ASSIGNMENT :: Write out again, exactly, the lines below starting at the one with "pub struct SpinWithTimeout<D>" and ending at the one with "treated as 1 µs.".

"""

//! Stereo IIR DMA loopback test - hardware entry point
//!
//! Cortex-M7 soft SoC with an AXI DMA core and the IIR filter block on the
//! AXI-Lite bus. Runs the routine once, then sleeps on success or traps on
//! failure so a debugger attached through probe-rs stops at the fault.

#![no_std]
#![no_main]

use cortex_m::asm;
use cortex_m_rt::entry;
use iir_platform::axi_dma::AxiDma;
use iir_platform::cache::CortexMDataCache;
use iir_platform::{DmaHandle, Mmio, Spin};

use iir_firmware::config::{AXI_DMA_CONFIG_TABLE, FILTER_BASE, RX_REGION, TX_REGION};
use iir_firmware::{FilterDriver, LoopbackBuffer, RunConfig};

// Logging transport + panic handler
use defmt_rtt as _;
use panic_probe as _;

#[entry]
fn main() -> ! {
    defmt::info!("IIR DMA loopback test v{=str}", env!("CARGO_PKG_VERSION"));

    let Some(mut core) = cortex_m::Peripherals::take() else {
        defmt::error!("core peripherals already taken");
        asm::udf();
    };

    // Step 0: caches on. From here every DMA buffer needs explicit
    // publish/acquire, which the orchestrator does.
    core.SCB.enable_icache();
    core.SCB.enable_dcache(&mut core.CPUID);

    // Step 1: map the two transfer buffers onto their fixed regions.
    // SAFETY: RX_REGION and TX_REGION are disjoint RAM inside the DMA window
    // (checked at compile time in `config`), outside the linker's memory map,
    // and mapped nowhere else in this program.
    let buffers = unsafe { (LoopbackBuffer::at(TX_REGION), LoopbackBuffer::at(RX_REGION)) };
    let (Some(source), Some(destination)) = buffers else {
        defmt::error!("transfer buffer regions do not fit LoopbackBuffer");
        asm::udf();
    };

    // Step 2: register windows.
    // SAFETY: FILTER_BASE is the filter block's AXI-Lite aperture; nothing
    // else in this program accesses it.
    let mut filter = FilterDriver::new(unsafe { Mmio::new(FILTER_BASE) });
    // SAFETY: the AXI DMA driver only forms addresses inside the aperture of
    // the instance from AXI_DMA_CONFIG_TABLE, which nothing else accesses.
    let mut dma = DmaHandle::new(AxiDma::new(unsafe { Mmio::new(0) }, &AXI_DMA_CONFIG_TABLE));
    let mut cache = CortexMDataCache::new(core.SCB);

    match iir_firmware::run(
        &RunConfig::DEFAULT,
        &mut filter,
        &mut dma,
        &mut cache,
        Spin,
        source,
        destination,
    ) {
        Ok(_) => {
            defmt::info!("loopback test complete");
            let _engine = dma.release();
            loop {
                asm::wfi();
            }
        }
        // Already logged by the routine.
        Err(_) => asm::udf(),
    }
}
//! Busy-wait strategies for polled DMA completion.
//!
//! The CPU spins on the engine's busy flags. [`Spin`] waits forever, which is
//! what a one-shot bring-up test on real silicon does. [`SpinWithTimeout`]
//! gives up after a time budget measured with an [`embedded_hal::delay::DelayNs`]
//! provider, so host tests can run against a stuck engine without hanging.

use embedded_hal::delay::DelayNs;

/// The wait gave up before the condition became true.
#[derive(Debug, Clone, Copy, PartialEq, Eq)]
#[cfg_attr(feature = "defmt", derive(defmt::Format))]
pub struct WaitTimeout {
    /// Number of times the condition was polled.
    pub polls: u32,
    /// Time budget that was exhausted, in microseconds.
    pub elapsed_us: u32,
}

/// How to wait for a condition on a single thread.
pub trait WaitStrategy {
    /// Poll `done` until it returns `true`. Returns how many polls it took.
    fn wait_until<F: FnMut() -> bool>(&mut self, done: F) -> Result<u32, WaitTimeout>;
}

impl<W: WaitStrategy + ?Sized> WaitStrategy for &mut W {
    fn wait_until<F: FnMut() -> bool>(&mut self, done: F) -> Result<u32, WaitTimeout> {
        (**self).wait_until(done)
    }
}

/// Unbounded spin. An unresponsive engine hangs the caller forever.
#[derive(Debug, Default, Clone, Copy)]
pub struct Spin;

impl WaitStrategy for Spin {
    fn wait_until<F: FnMut() -> bool>(&mut self, mut done: F) -> Result<u32, WaitTimeout> {
        let mut polls: u32 = 0;
        loop {
            polls = polls.saturating_add(1);
            if done() {
                return Ok(polls);
            }
            core::hint::spin_loop();
        }
    }
}

/// Spin with a delay between polls, giving up after `timeout_us`.
///
/// Elapsed time is the sum of the requested delays, so it is a lower bound on
/// wall time. With a no-op delay provider the budget becomes a poll count,
/// which is how host tests use it.
pub struct SpinWithTimeout<D> {
    delay: D,
    poll_interval_us: u32,
    timeout_us: u32,
}

impl<D: DelayNs> SpinWithTimeout<D> {
    /// Create a bounded wait. A zero poll interval is treated as 1 µs.
    pub fn new(delay: D, poll_interval_us: u32, timeout_us: u32) -> Self {
        Self {
            delay,
            poll_interval_us: poll_interval_us.max(1),
            timeout_us,
        }
    }

    /// Give the delay provider back.
    pub fn free(self) -> D {
        self.delay
    }
}

impl<D: DelayNs> WaitStrategy for SpinWithTimeout<D> {
    fn wait_until<F: FnMut() -> bool>(&mut self, mut done: F) -> Result<u32, WaitTimeout> {
        let mut polls: u32 = 0;
        let mut elapsed_us: u32 = 0;
        loop {
            polls = polls.saturating_add(1);
            if done() {
                return Ok(polls);
            }
            if elapsed_us >= self.timeout_us {
                return Err(WaitTimeout { polls, elapsed_us });
            }
            self.delay.delay_us(self.poll_interval_us);
            elapsed_us = elapsed_us.saturating_add(self.poll_interval_us);
        }
    }
}

#[cfg(test)]
#[allow(clippy::unwrap_used, clippy::arithmetic_side_effects)]
mod tests {
    use super::*;
    use embedded_hal_mock::eh1::delay::NoopDelay;

    #[test]
    fn spin_returns_once_condition_holds() {
        let mut remaining = 5;
        let polls = Spin
            .wait_until(|| {
                remaining -= 1;
                remaining == 0
            })
            .unwrap();
        assert_eq!(polls, 5);
    }

    #[test]
    fn spin_with_timeout_succeeds_within_budget() {
        let mut wait = SpinWithTimeout::new(NoopDelay::new(), 10, 100);
        let mut remaining = 3;
        let polls = wait
            .wait_until(|| {
                remaining -= 1;
                remaining == 0
            })
            .unwrap();
        assert_eq!(polls, 3);
    }

    #[test]
    fn spin_with_timeout_gives_up_on_stuck_condition() {
        let mut wait = SpinWithTimeout::new(NoopDelay::new(), 10, 100);
        let err = wait.wait_until(|| false).unwrap_err();
        // One poll at t=0 plus one after each of the ten 10 µs delays.
        assert_eq!(err, WaitTimeout { polls: 11, elapsed_us: 100 });
    }

    #[test]
    fn zero_interval_still_terminates() {
        let mut wait = SpinWithTimeout::new(NoopDelay::new(), 0, 3);
        let err = wait.wait_until(|| false).unwrap_err();
        assert_eq!(err.polls, 4);
    }
}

"""

ANSWER BOX ::
pub struct SpinWithTimeout<D> {
    delay: D,
    poll_interval_us: u32,
    timeout_us: u32,
}

impl<D: DelayNs> SpinWithTimeout<D> {
    /// Create a bounded wait. A zero poll interval is treated as 1 µs.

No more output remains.